WASHINGTON — Senate Democrats plan to press ahead this week with an effort to push new voting rights protections through Congress, in a far from doomed effort to implement a key part of President Biden’s agenda that has been undermined by members of his own party.
The Senate on Tuesday will begin debating legislation that would combine two separate bills already passed by the House — the Freedom to Vote Act and the John Lewis Voting Rights Advancement Act — and merge them into an unrelated measure. The move would allow the Senate to take the bill straight to the floor, avoiding an initial filibuster.
But that strategy would still allow Republicans to avoid a final vote, and Democrats lack the unanimous support needed in their party to change Senate rules to pass the legislation themselves. Still, New York Senator Chuck Schumer, the majority leader, said late last week that Democrats would go ahead anyway and force Republicans to publicly declare their opposition to the bill.
“We all need to know right now where we stand in protecting voting rights,” Virginia Democrat Tim Kaine said on CBS’s “Face the Nation” on Sunday. “Right now it doesn’t look like it has the votes to pass, but we’re going to cancel our Martin Luther King Day recess and be there this week because we think it’s so important to the country.”
The urge to carry on, even in the face of almost certain failure, reflects the conundrum of the party, faced with two key defectors in its ranks and a wall of Republican opposition. It comes days after a critical Democrat, Senator Kyrsten Sinema of Arizona, emphatically announced that she would not support under any circumstances undermining the filibuster to pass legislation, and Senator Joe Manchin III of West Virginia reiterated the same stance.
Mr. Kaine suggested on Sunday that there were other avenues around the filibuster, including strict amendment of the explicit to pass the voting rights bill, and extending debate time in a bid to pass the bill by a simple majority vote.
Privately, though, Democrats are less optimistic, especially after Ms. Sinema made a remarkable speech on the Senate floor on Thursday, just hours before Mr. Biden was scheduled to lobby Democrats on the bill. The speech, in which she staunchly opposed changing the filibuster, sparked a new wave of anger through Democratic ranks.
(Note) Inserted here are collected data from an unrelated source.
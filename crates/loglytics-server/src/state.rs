use std::collections::HashMap;
use std::sync::Arc;

use tokio::sync::RwLock;

use loglytics_core::analytics::AnalyticsBackend;
use loglytics_core::config::Config;
use loglytics_core::segment::{Segment, SegmentStore};

/// Shared application state injected into every Axum handler via
/// [`axum::extract::State`].
///
/// Stateless by design: the only resources are the search backend's
/// connection pool and the segment store handle.
pub struct AppState {
    pub analytics: Arc<dyn AnalyticsBackend>,
    pub segments: Arc<dyn SegmentStore>,
    pub config: Arc<Config>,
}

impl AppState {
    pub fn new(
        analytics: Arc<dyn AnalyticsBackend>,
        segments: Arc<dyn SegmentStore>,
        config: Config,
    ) -> Self {
        Self {
            analytics,
            segments,
            config: Arc::new(config),
        }
    }
}

/// Segment store backed by process memory. Stands in for the relational
/// store in development and tests; production deployments plug their own
/// [`SegmentStore`] implementation into [`AppState`].
#[derive(Default)]
pub struct InMemorySegmentStore {
    segments: RwLock<HashMap<i64, Segment>>,
}

impl InMemorySegmentStore {
    pub async fn insert(&self, segment: Segment) {
        self.segments.write().await.insert(segment.id, segment);
    }
}

#[async_trait::async_trait]
impl SegmentStore for InMemorySegmentStore {
    async fn get(&self, id: i64) -> anyhow::Result<Option<Segment>> {
        Ok(self.segments.read().await.get(&id).cloned())
    }
}
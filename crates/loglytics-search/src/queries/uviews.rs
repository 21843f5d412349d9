//! Unique views: distinct-device counts with comparison, daily trend,
//! dimension breakdowns and the new-vs-returning cohort split.

use serde_json::{json, Value};

use loglytics_core::analytics::{DailyCount, GroupRow, NewReturning, UniqueViewTotals};
use loglytics_core::period::TimeWindow;

use crate::{aggs, decode};

const EVENT: &str = "view";

/// Decode path of the per-slice metric: nested wrapper, then cardinality.
const METRIC: [&str; 2] = ["nested_device", "unique_devices"];

fn metric_agg() -> Value {
    json!({ "nested_device": aggs::unique_devices() })
}

pub fn total_body(window: &TimeWindow) -> Value {
    let prev = window.previous();
    json!({
        "query": aggs::base_query(EVENT, Some((&prev.iso_from(), &window.iso_to()))),
        "size": 0,
        "aggs": {
            "current_unique_views":
                aggs::range_slice(&window.iso_from(), &window.iso_to(), metric_agg()),
            "previous_unique_views":
                aggs::range_slice(&prev.iso_from(), &prev.iso_to(), metric_agg()),
        }
    })
}

pub fn decode_totals(resp: &Value) -> UniqueViewTotals {
    UniqueViewTotals {
        current_unique_views: decode::agg_u64(
            resp,
            &["current_unique_views", METRIC[0], METRIC[1]],
        ),
        previous_unique_views: decode::agg_u64(
            resp,
            &["previous_unique_views", METRIC[0], METRIC[1]],
        ),
    }
}

pub fn daily_body(window: &TimeWindow) -> Value {
    let mut daily = aggs::daily_histogram();
    daily["aggs"] = metric_agg();
    json!({
        "query": aggs::base_query(EVENT, Some((&window.iso_from(), &window.iso_to()))),
        "size": 0,
        "aggs": { "daily": daily }
    })
}

pub fn decode_daily(resp: &Value) -> Vec<DailyCount> {
    decode::buckets(resp, &["daily"])
        .iter()
        .map(|bucket| DailyCount {
            date: decode::bucket_key_string(bucket),
            count: decode::bucket_u64(bucket, &METRIC),
        })
        .collect()
}

/// Grouped uniques go through the shared tree builder; grouping by a
/// `device.*` dimension triggers its same-boundary rescope so the
/// cardinality is evaluated once per bucket.
pub fn group_body(window: &TimeWindow, field: &str) -> Value {
    let metric = aggs::unique_devices();
    json!({
        "query": aggs::base_query(EVENT, Some((&window.iso_from(), &window.iso_to()))),
        "size": 0,
        "aggs": { "group_by": aggs::group_by(field, Some(("nested_device", &metric))) }
    })
}

pub fn decode_groups(resp: &Value) -> Vec<GroupRow> {
    decode::group_buckets(resp)
        .iter()
        .map(|bucket| GroupRow {
            key: decode::bucket_key(bucket),
            count: decode::bucket_u64(bucket, &METRIC),
        })
        .collect()
}

/// Four cohort slices out of one `[prev_from, to]` base filter. "New" means
/// no activity before the window start; "returning" means activity both
/// before and inside the window.
pub fn new_returning_body(window: &TimeWindow) -> Value {
    let prev = window.previous();
    let (from, to) = (window.iso_from(), window.iso_to());
    let (prev_from, prev_to) = (prev.iso_from(), prev.iso_to());

    let slice = |filter: Value| json!({ "filter": filter, "aggs": metric_agg() });

    json!({
        "query": aggs::base_query(EVENT, Some((&prev_from, &to))),
        "size": 0,
        "aggs": {
            "new_users": slice(aggs::cohort_filter(&from, &to, false)),
            "returning_users": slice(aggs::cohort_filter(&from, &to, true)),
            "prev_new_users": slice(aggs::cohort_filter(&prev_from, &prev_to, false)),
            "prev_returning_users": slice(aggs::cohort_filter(&prev_from, &prev_to, true)),
        }
    })
}

pub fn decode_new_returning(resp: &Value) -> NewReturning {
    let read = |slice: &str| decode::agg_u64(resp, &[slice, METRIC[0], METRIC[1]]);
    NewReturning {
        new_users: read("new_users"),
        returning_users: read("returning_users"),
        prev_new_users: read("prev_new_users"),
        prev_returning_users: read("prev_returning_users"),
    }
}

#[cfg(test)]
mod tests {
    use serde_json::json;

    use loglytics_core::period::TimeWindow;

    use super::*;

    fn window() -> TimeWindow {
        TimeWindow::parse("2024-03-01", "2024-03-07").unwrap()
    }

    #[test]
    fn totals_read_through_nested_metric() {
        let resp = json!({
            "aggregations": {
                "current_unique_views": {
                    "nested_device": { "unique_devices": { "value": 321 } }
                },
                "previous_unique_views": {
                    "nested_device": { "unique_devices": { "value": 280 } }
                }
            }
        });
        let totals = decode_totals(&resp);
        assert_eq!(totals.current_unique_views, 321);
        assert_eq!(totals.previous_unique_views, 280);
    }

    #[test]
    fn device_grouping_rescopes_the_metric() {
        let body = group_body(&window(), "device.browser");
        let metric = &body["aggs"]["group_by"]["aggs"]["inner_group_by"]["aggs"]["nested_device"];
        assert_eq!(metric["filter"]["exists"]["field"], "device.browser");
    }

    #[test]
    fn geo_grouping_keeps_the_nested_metric() {
        let body = group_body(&window(), "geo.country");
        let metric = &body["aggs"]["group_by"]["aggs"]["inner_group_by"]["aggs"]["nested_device"];
        assert_eq!(metric["nested"]["path"], "device");
    }

    #[test]
    fn cohort_slices_pair_must_and_must_not() {
        let body = new_returning_body(&window());
        let new_users = &body["aggs"]["new_users"]["filter"]["bool"];
        assert!(new_users["must_not"].is_array());
        let returning = &body["aggs"]["returning_users"]["filter"]["bool"];
        assert_eq!(returning["must"].as_array().map(Vec::len), Some(2));
        for slice in ["new_users", "returning_users", "prev_new_users", "prev_returning_users"] {
            assert!(body["aggs"][slice]["aggs"]["nested_device"].is_object());
        }
    }

    #[test]
    fn cohort_decodes_all_four_slices() {
        let leaf = |value: u64| json!({ "nested_device": { "unique_devices": { "value": value } } });
        let resp = json!({
            "aggregations": {
                "new_users": leaf(10),
                "returning_users": leaf(20),
                "prev_new_users": leaf(5),
                "prev_returning_users": leaf(15),
            }
        });
        let cohort = decode_new_returning(&resp);
        assert_eq!(cohort.new_users, 10);
        assert_eq!(cohort.returning_users, 20);
        assert_eq!(cohort.prev_new_users, 5);
        assert_eq!(cohort.prev_returning_users, 15);
    }
}
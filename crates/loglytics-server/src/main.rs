use std::sync::Arc;

use anyhow::Result;
use tracing::info;

use loglytics_search::{HttpSearchClient, OpenSearchBackend};
use loglytics_server::state::{AppState, InMemorySegmentStore};

/// `loglytics health` — liveness probe for Docker HEALTHCHECK.
///
/// Calls `GET http://localhost:$LOGLYTICS_PORT/health`.
/// Exits 0 if the server responds with HTTP 200, exits 1 otherwise.
fn run_health_check() -> ! {
    let port = std::env::var("LOGLYTICS_PORT").unwrap_or_else(|_| "3000".to_string());
    let url = format!("http://localhost:{}/health", port);
    match ureq::get(&url).call() {
        Ok(resp) if resp.status() == 200 => std::process::exit(0),
        _ => std::process::exit(1),
    }
}

#[tokio::main]
async fn main() -> Result<()> {
    // Health-check subcommand — handled before anything else so the binary
    // stays cheap as a Docker HEALTHCHECK probe.
    let args: Vec<String> = std::env::args().collect();
    if args.get(1).map(|s| s.as_str()) == Some("health") {
        run_health_check();
    }

    // Structured JSON logging. Level controlled via RUST_LOG.
    tracing_subscriber::fmt()
        .with_env_filter(
            tracing_subscriber::EnvFilter::from_default_env()
                .add_directive("loglytics=info".parse()?),
        )
        .json()
        .init();

    let cfg = loglytics_core::config::Config::from_env().map_err(|e| anyhow::anyhow!(e))?;

    let search = HttpSearchClient::from_config(&cfg)?;
    let analytics = Arc::new(OpenSearchBackend::new(search));

    // Segment persistence is owned by the surrounding platform; the in-memory
    // store serves standalone and development runs.
    let segments = Arc::new(InMemorySegmentStore::default());

    let state = Arc::new(AppState::new(analytics, segments, cfg.clone()));

    let addr = format!("0.0.0.0:{}", cfg.port);
    let app = loglytics_server::app::build_app(Arc::clone(&state));

    info!(port = cfg.port, search_url = %cfg.search_url, "Loglytics listening on {}", addr);

    let listener = tokio::net::TcpListener::bind(&addr).await?;
    axum::serve(listener, app)
        .with_graceful_shutdown(async move {
            tokio::signal::ctrl_c().await.ok();
        })
        .await?;

    Ok(())
}
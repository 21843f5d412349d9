use axum::{response::IntoResponse, Json};
use serde_json::json;

/// `GET /health` — liveness probe, no auth.
pub async fn health() -> impl IntoResponse {
    Json(json!({ "status": "ok" }))
}
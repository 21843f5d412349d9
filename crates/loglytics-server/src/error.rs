use axum::{
    http::StatusCode,
    response::{IntoResponse, Response},
    Json,
};
use serde_json::json;
use thiserror::Error;

use loglytics_search::SearchError;

/// Messages are user-facing; the product UI is Italian.
pub const MSG_MISSING_RANGE: &str = "Parametri from e to richiesti";
pub const MSG_INVALID_RANGE: &str = "Parametri from e to non validi";
pub const MSG_STATS_FAILED: &str = "Errore nel recupero delle statistiche";
pub const MSG_REALTIME_FAILED: &str = "Errore nel recupero delle statistiche in tempo reale";
pub const MSG_INVALID_CURSOR: &str = "Cursore after_key non valido";
pub const MSG_SEGMENT_NOT_FOUND: &str = "Segmento non trovato";
pub const MSG_MAPPING_NOT_FOUND: &str = "Mapping non trovato";
pub const MSG_INTERNAL: &str = "Errore interno del server";

/// Application-level errors that map directly to HTTP responses.
///
/// Every variant implements [`IntoResponse`] so Axum handlers can use
/// `Result<impl IntoResponse, AppError>` as their return type. The body shape
/// is always `{"success": false, "message": …}`.
#[derive(Debug, Error)]
pub enum AppError {
    #[error("{0}")]
    BadRequest(String),

    #[error("{0}")]
    NotFound(String),

    #[error("unauthorized")]
    Unauthorized,

    /// A search-engine call failed. Carries the generic user-facing message
    /// for the endpoint family; the original error stays in server logs.
    #[error("{0}")]
    Engine(String),

    /// Segment preview failures surface the engine message.
    #[error("{0}")]
    PreviewFailed(String),

    #[error("internal error: {0}")]
    Internal(#[from] anyhow::Error),
}

impl AppError {
    pub fn status(&self) -> StatusCode {
        match self {
            AppError::BadRequest(_) => StatusCode::BAD_REQUEST,
            AppError::NotFound(_) => StatusCode::NOT_FOUND,
            AppError::Unauthorized => StatusCode::UNAUTHORIZED,
            AppError::Engine(_) | AppError::PreviewFailed(_) | AppError::Internal(_) => {
                StatusCode::INTERNAL_SERVER_ERROR
            }
        }
    }

    /// What the caller is allowed to see. Internal errors are never echoed.
    pub fn user_message(&self) -> String {
        match self {
            AppError::Internal(_) => MSG_INTERNAL.to_string(),
            AppError::Unauthorized => "Contesto tenant mancante".to_string(),
            other => other.to_string(),
        }
    }
}

impl IntoResponse for AppError {
    fn into_response(self) -> Response {
        if let AppError::Internal(ref e) = self {
            tracing::error!("Internal error: {e}");
        }
        (
            self.status(),
            Json(json!({
                "success": false,
                "message": self.user_message(),
            })),
        )
            .into_response()
    }
}

/// Translate a failed backend call into the family's generic 500, keeping
/// the real error in the logs only. Segment-specific kinds keep their
/// 404/400 semantics.
pub fn engine_failure(message: &str, err: anyhow::Error) -> AppError {
    match err.downcast_ref::<SearchError>() {
        Some(SearchError::InvalidCursor) => AppError::BadRequest(MSG_INVALID_CURSOR.to_string()),
        Some(SearchError::MappingNotFound(_)) => {
            AppError::NotFound(MSG_MAPPING_NOT_FOUND.to_string())
        }
        Some(SearchError::PreviewFailed(_)) => AppError::PreviewFailed(err.to_string()),
        _ => {
            tracing::error!(error = %err, "search engine call failed");
            AppError::Engine(message.to_string())
        }
    }
}
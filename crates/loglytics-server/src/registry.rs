//! Static endpoint registry.
//!
//! One table drives both route installation ([`crate::app::build_app`]) and
//! the bulk-eligible subset consumed by the dispatcher. Handlers are plain
//! function pointers over `(state, tenant, params)` — no transport objects —
//! so the bulk dispatcher calls them directly.

use std::future::Future;
use std::pin::Pin;
use std::sync::Arc;

use serde::Deserialize;
use serde_json::Value;

use crate::auth::TenantContext;
use crate::error::AppError;
use crate::routes;
use crate::state::AppState;

pub type HandlerFuture = Pin<Box<dyn Future<Output = Result<Value, AppError>> + Send>>;

pub type Handler = fn(Arc<AppState>, TenantContext, AnalyticsParams) -> HandlerFuture;

/// Query parameters shared by every analytics endpoint. Bulk items carry the
/// same shape in their `params` object; unknown keys are ignored.
#[derive(Debug, Clone, Default, Deserialize)]
pub struct AnalyticsParams {
    pub from: Option<String>,
    pub to: Option<String>,
}

pub struct EndpointEntry {
    pub key: &'static str,
    pub path: &'static str,
    pub method: &'static str,
    pub handler: Handler,
    pub supports_bulk: bool,
}

/// Immutable after process start. Realtime endpoints are excluded from bulk:
/// their relative windows make per-item params meaningless.
pub static ENDPOINTS: &[EndpointEntry] = &[
    EndpointEntry {
        key: "views-total",
        path: "/api/analytics/views/total",
        method: "get",
        handler: routes::views::total,
        supports_bulk: true,
    },
    EndpointEntry {
        key: "views-daily",
        path: "/api/analytics/views/daily",
        method: "get",
        handler: routes::views::daily,
        supports_bulk: true,
    },
    EndpointEntry {
        key: "views-groupby-device",
        path: "/api/analytics/views/groupby/device",
        method: "get",
        handler: routes::views::by_device,
        supports_bulk: true,
    },
    EndpointEntry {
        key: "views-groupby-browser",
        path: "/api/analytics/views/groupby/browser",
        method: "get",
        handler: routes::views::by_browser,
        supports_bulk: true,
    },
    EndpointEntry {
        key: "views-groupby-os",
        path: "/api/analytics/views/groupby/os",
        method: "get",
        handler: routes::views::by_os,
        supports_bulk: true,
    },
    EndpointEntry {
        key: "views-groupby-referrer",
        path: "/api/analytics/views/groupby/referrer",
        method: "get",
        handler: routes::views::by_referrer,
        supports_bulk: true,
    },
    EndpointEntry {
        key: "views-groupby-city",
        path: "/api/analytics/views/groupby/city",
        method: "get",
        handler: routes::views::by_city,
        supports_bulk: true,
    },
    EndpointEntry {
        key: "views-groupby-country",
        path: "/api/analytics/views/groupby/country",
        method: "get",
        handler: routes::views::by_country,
        supports_bulk: true,
    },
    EndpointEntry {
        key: "uviews-total",
        path: "/api/analytics/uviews/total",
        method: "get",
        handler: routes::uviews::total,
        supports_bulk: true,
    },
    EndpointEntry {
        key: "uviews-daily",
        path: "/api/analytics/uviews/daily",
        method: "get",
        handler: routes::uviews::daily,
        supports_bulk: true,
    },
    EndpointEntry {
        key: "uviews-groupby-device",
        path: "/api/analytics/uviews/groupby/device",
        method: "get",
        handler: routes::uviews::by_device,
        supports_bulk: true,
    },
    EndpointEntry {
        key: "uviews-groupby-browser",
        path: "/api/analytics/uviews/groupby/browser",
        method: "get",
        handler: routes::uviews::by_browser,
        supports_bulk: true,
    },
    EndpointEntry {
        key: "uviews-groupby-referrer",
        path: "/api/analytics/uviews/groupby/referrer",
        method: "get",
        handler: routes::uviews::by_referrer,
        supports_bulk: true,
    },
    EndpointEntry {
        key: "uviews-groupby-city",
        path: "/api/analytics/uviews/groupby/city",
        method: "get",
        handler: routes::uviews::by_city,
        supports_bulk: true,
    },
    EndpointEntry {
        key: "uviews-new-returning",
        path: "/api/analytics/uviews/new-returning",
        method: "get",
        handler: routes::uviews::new_returning,
        supports_bulk: true,
    },
    EndpointEntry {
        key: "clicks-total",
        path: "/api/analytics/clicks/total",
        method: "get",
        handler: routes::clicks::total,
        supports_bulk: true,
    },
    EndpointEntry {
        key: "clicks-daily",
        path: "/api/analytics/clicks/daily",
        method: "get",
        handler: routes::clicks::daily,
        supports_bulk: true,
    },
    EndpointEntry {
        key: "clicks-groupby-target",
        path: "/api/analytics/clicks/groupby/target",
        method: "get",
        handler: routes::clicks::by_target,
        supports_bulk: true,
    },
    EndpointEntry {
        key: "purchases-total",
        path: "/api/analytics/purchases/total",
        method: "get",
        handler: routes::purchases::total,
        supports_bulk: true,
    },
    EndpointEntry {
        key: "purchases-daily",
        path: "/api/analytics/purchases/daily",
        method: "get",
        handler: routes::purchases::daily,
        supports_bulk: true,
    },
    EndpointEntry {
        key: "purchases-groupby-device",
        path: "/api/analytics/purchases/groupby/device",
        method: "get",
        handler: routes::purchases::by_device,
        supports_bulk: true,
    },
    EndpointEntry {
        key: "purchases-groupby-browser",
        path: "/api/analytics/purchases/groupby/browser",
        method: "get",
        handler: routes::purchases::by_browser,
        supports_bulk: true,
    },
    EndpointEntry {
        key: "purchases-groupby-product",
        path: "/api/analytics/purchases/groupby/product",
        method: "get",
        handler: routes::purchases::by_product,
        supports_bulk: true,
    },
    EndpointEntry {
        key: "purchases-groupby-brand",
        path: "/api/analytics/purchases/groupby/brand",
        method: "get",
        handler: routes::purchases::by_brand,
        supports_bulk: true,
    },
    EndpointEntry {
        key: "purchases-groupby-category",
        path: "/api/analytics/purchases/groupby/category",
        method: "get",
        handler: routes::purchases::by_category,
        supports_bulk: true,
    },
    EndpointEntry {
        key: "purchases-groupby-city",
        path: "/api/analytics/purchases/groupby/city",
        method: "get",
        handler: routes::purchases::by_city,
        supports_bulk: true,
    },
    EndpointEntry {
        key: "realtime-visitors",
        path: "/api/analytics/realtime/visitors",
        method: "get",
        handler: routes::realtime::visitors,
        supports_bulk: false,
    },
    EndpointEntry {
        key: "realtime-visitors-last-3-hours",
        path: "/api/analytics/realtime/visitors/last-3-hours",
        method: "get",
        handler: routes::realtime::timeline,
        supports_bulk: false,
    },
    EndpointEntry {
        key: "realtime-visitors-by-country",
        path: "/api/analytics/realtime/visitors/groupby/country",
        method: "get",
        handler: routes::realtime::by_country,
        supports_bulk: false,
    },
    EndpointEntry {
        key: "realtime-visitors-by-page",
        path: "/api/analytics/realtime/visitors/groupby/page",
        method: "get",
        handler: routes::realtime::by_page,
        supports_bulk: false,
    },
    EndpointEntry {
        key: "realtime-visitors-by-browser",
        path: "/api/analytics/realtime/visitors/groupby/browser",
        method: "get",
        handler: routes::realtime::by_browser,
        supports_bulk: false,
    },
    EndpointEntry {
        key: "realtime-visitors-by-device",
        path: "/api/analytics/realtime/visitors/groupby/device",
        method: "get",
        handler: routes::realtime::by_device,
        supports_bulk: false,
    },
];

/// Resolve a bulk item's endpoint key against the bulk-eligible subset.
pub fn bulk_endpoint(key: &str) -> Option<&'static EndpointEntry> {
    ENDPOINTS
        .iter()
        .find(|entry| entry.supports_bulk && entry.key == key)
}
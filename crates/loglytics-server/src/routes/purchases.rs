//! Purchase analytics operations.

use std::sync::Arc;

use loglytics_search::mapping;

use crate::auth::TenantContext;
use crate::error::{engine_failure, MSG_STATS_FAILED};
use crate::registry::{AnalyticsParams, HandlerFuture};
use crate::routes::{require_window, to_payload};
use crate::state::AppState;

pub fn total(state: Arc<AppState>, ctx: TenantContext, params: AnalyticsParams) -> HandlerFuture {
    Box::pin(async move {
        let window = require_window(&params)?;
        let totals = state
            .analytics
            .total_purchases(ctx.client_id, &window)
            .await
            .map_err(|e| engine_failure(MSG_STATS_FAILED, e))?;
        to_payload(totals)
    })
}

pub fn daily(state: Arc<AppState>, ctx: TenantContext, params: AnalyticsParams) -> HandlerFuture {
    Box::pin(async move {
        let window = require_window(&params)?;
        let days = state
            .analytics
            .daily_purchases(ctx.client_id, &window)
            .await
            .map_err(|e| engine_failure(MSG_STATS_FAILED, e))?;
        to_payload(days)
    })
}

fn grouped(
    state: Arc<AppState>,
    ctx: TenantContext,
    params: AnalyticsParams,
    field: &'static str,
) -> HandlerFuture {
    Box::pin(async move {
        let window = require_window(&params)?;
        let rows = state
            .analytics
            .purchases_by_group(ctx.client_id, &window, field)
            .await
            .map_err(|e| engine_failure(MSG_STATS_FAILED, e))?;
        to_payload(rows)
    })
}

pub fn by_device(s: Arc<AppState>, c: TenantContext, p: AnalyticsParams) -> HandlerFuture {
    grouped(s, c, p, mapping::DEVICE_TYPE)
}

pub fn by_browser(s: Arc<AppState>, c: TenantContext, p: AnalyticsParams) -> HandlerFuture {
    grouped(s, c, p, mapping::DEVICE_BROWSER)
}

pub fn by_product(s: Arc<AppState>, c: TenantContext, p: AnalyticsParams) -> HandlerFuture {
    grouped(s, c, p, mapping::PRODUCT_ID)
}

pub fn by_brand(s: Arc<AppState>, c: TenantContext, p: AnalyticsParams) -> HandlerFuture {
    grouped(s, c, p, mapping::PRODUCT_BRAND)
}

pub fn by_category(s: Arc<AppState>, c: TenantContext, p: AnalyticsParams) -> HandlerFuture {
    grouped(s, c, p, mapping::PRODUCT_CATEGORY)
}

pub fn by_city(s: Arc<AppState>, c: TenantContext, p: AnalyticsParams) -> HandlerFuture {
    grouped(s, c, p, mapping::GEO_CITY)
}
use thiserror::Error;

#[derive(Debug, Error)]
pub enum SearchError {
    #[error("search engine request failed: {0}")]
    Transport(#[from] reqwest::Error),

    #[error("search engine returned {status}: {body}")]
    Engine { status: u16, body: String },

    #[error("search engine response was not the expected shape: {0}")]
    Decode(#[from] serde_json::Error),

    /// Preview keeps the underlying engine message; callers surface it.
    #[error("Preview calculation failed: {0}")]
    PreviewFailed(String),

    #[error("no write index behind alias {0}")]
    MappingNotFound(String),

    #[error("invalid_cursor")]
    InvalidCursor,
}
use std::sync::Arc;

use axum::{
    extract::{Query, State},
    middleware,
    routing::{get, post, MethodRouter},
    Extension, Json, Router,
};
use serde_json::json;
use tower_http::{
    cors::{Any, CorsLayer},
    trace::TraceLayer,
};

use crate::auth::{self, TenantContext};
use crate::error::AppError;
use crate::registry::{self, AnalyticsParams, EndpointEntry};
use crate::routes;
use crate::state::AppState;

/// Construct the Axum [`Router`] with all routes and middleware attached.
///
/// Analytics and segment routes are installed from the endpoint registry and
/// sit behind the tenant-context middleware; `/health` stays open. Outer
/// layers: `TraceLayer` for structured request logging, then permissive CORS
/// (dashboards are served from other origins).
pub fn build_app(state: Arc<AppState>) -> Router {
    let mut api = Router::new();
    for entry in registry::ENDPOINTS {
        api = api.route(entry.path, registry_route(entry));
    }

    let api = api
        .route("/api/analytics/bulk", post(routes::bulk::bulk))
        .route("/api/segments/preview", post(routes::segments::preview))
        .route("/api/segments/{id}/results", get(routes::segments::results))
        .route(
            "/api/segments/mapping/{client_id}",
            get(routes::segments::mapping),
        )
        .layer(middleware::from_fn(auth::resolve_tenant));

    Router::new()
        .route("/health", get(routes::health::health))
        .merge(api)
        .layer(TraceLayer::new_for_http())
        .layer(
            CorsLayer::new()
                .allow_origin(Any)
                .allow_methods(Any)
                .allow_headers(Any),
        )
        .with_state(state)
}

/// Adapt a registry handler to an Axum method router. Success bodies are
/// wrapped in the `{success, data}` envelope here, in one place.
fn registry_route(entry: &'static EndpointEntry) -> MethodRouter<Arc<AppState>> {
    let handler = move |State(state): State<Arc<AppState>>,
                        Extension(ctx): Extension<TenantContext>,
                        Query(params): Query<AnalyticsParams>| async move {
        let data = (entry.handler)(state, ctx, params).await?;
        Ok::<_, AppError>(Json(json!({ "success": true, "data": data })))
    };
    match entry.method {
        "post" => post(handler),
        _ => get(handler),
    }
}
“These two Democrats have decided that it is far more important to them to protect the voting rights of the minority on the Senate floor than it is to protect the voting rights of minorities in this great country of ours, the minorities who have allowed them to the position they are in right now,” Representative James E. Clyburn, South Carolina Democrat and whip majority, said on ABC’s “This Week” on Sunday. “So, I hope, but I don’t think we’ll change our minds.”
A failed vote on the legislation threatens to become the Biden administration’s second high-profile setback in about a month. In December, Mr. Manchin that he could not support the president’s sweeping social policies and climate law, as written.
But Mr Manchin and Ms Sinema’s opposition to weakening the filibuster to pass the voting rights bill has particularly vexed other Democrats, who have presented the legislation as a remedy to an existential threat to democracy caused by voting restrictions that introduced by Republicans across the country.
California speaker Nancy Pelosi spoke with the family of Rev. Dr. Martin Luther King Jr.
“If you really, really want to honor Dr. King,” she said, “don’t dishonor him by using congressional custom as an excuse to protect our democracy.”
Understand the struggle for voting rights in the US
Why is voting rights a problem now? In 2020, as a result of the pandemic, millions of people have embraced voting in person or by mail, especially among Democrats. Spurred on by Donald Trump’s false claims about mail ballots in hopes of undoing the election, the GOP has pursued a host of new voting restrictions.
Martin Luther King III, eldest son of Dr. King, invoked his father’s “Letter From Birmingham Jail”, in which Dr. King described the “white moderate” as the biggest “stumbling block for black Americans in their path to freedom”.
“He was surrounded by people telling him to wait until a more opportune moment and use more pleasant methods,” Mr King said. “Fifty-nine years later, it’s the same old song and dance of Senators Manchin and Sinema.”
The Freedom to Vote Act contains a series of proposals to establish national standards for access to ballots, in an effort to stem the wave of new restrictions in states. It would require states to allow a minimum of 15 consecutive days of early voting and allow all voters to request to vote by mail; set up new automatic voter registration programs; and make Election Day a national holiday.
A second measure, named after Representative John Lewis, the civil rights icon who died in 2020, would restore parts of the landmark voting rights law that had been weakened by Supreme Court rulings. Among the provisions was a provision requiring jurisdictions with a history of discrimination to obtain pre-approval — or “preclearance” — from the Department of Justice or federal courts in Washington before changing their voting rules.
Republicans have unanimously opposed the legislation, viewing it as an improper federal intervention in state voting and a partisan exercise designed to give Democrats an unfair advantage.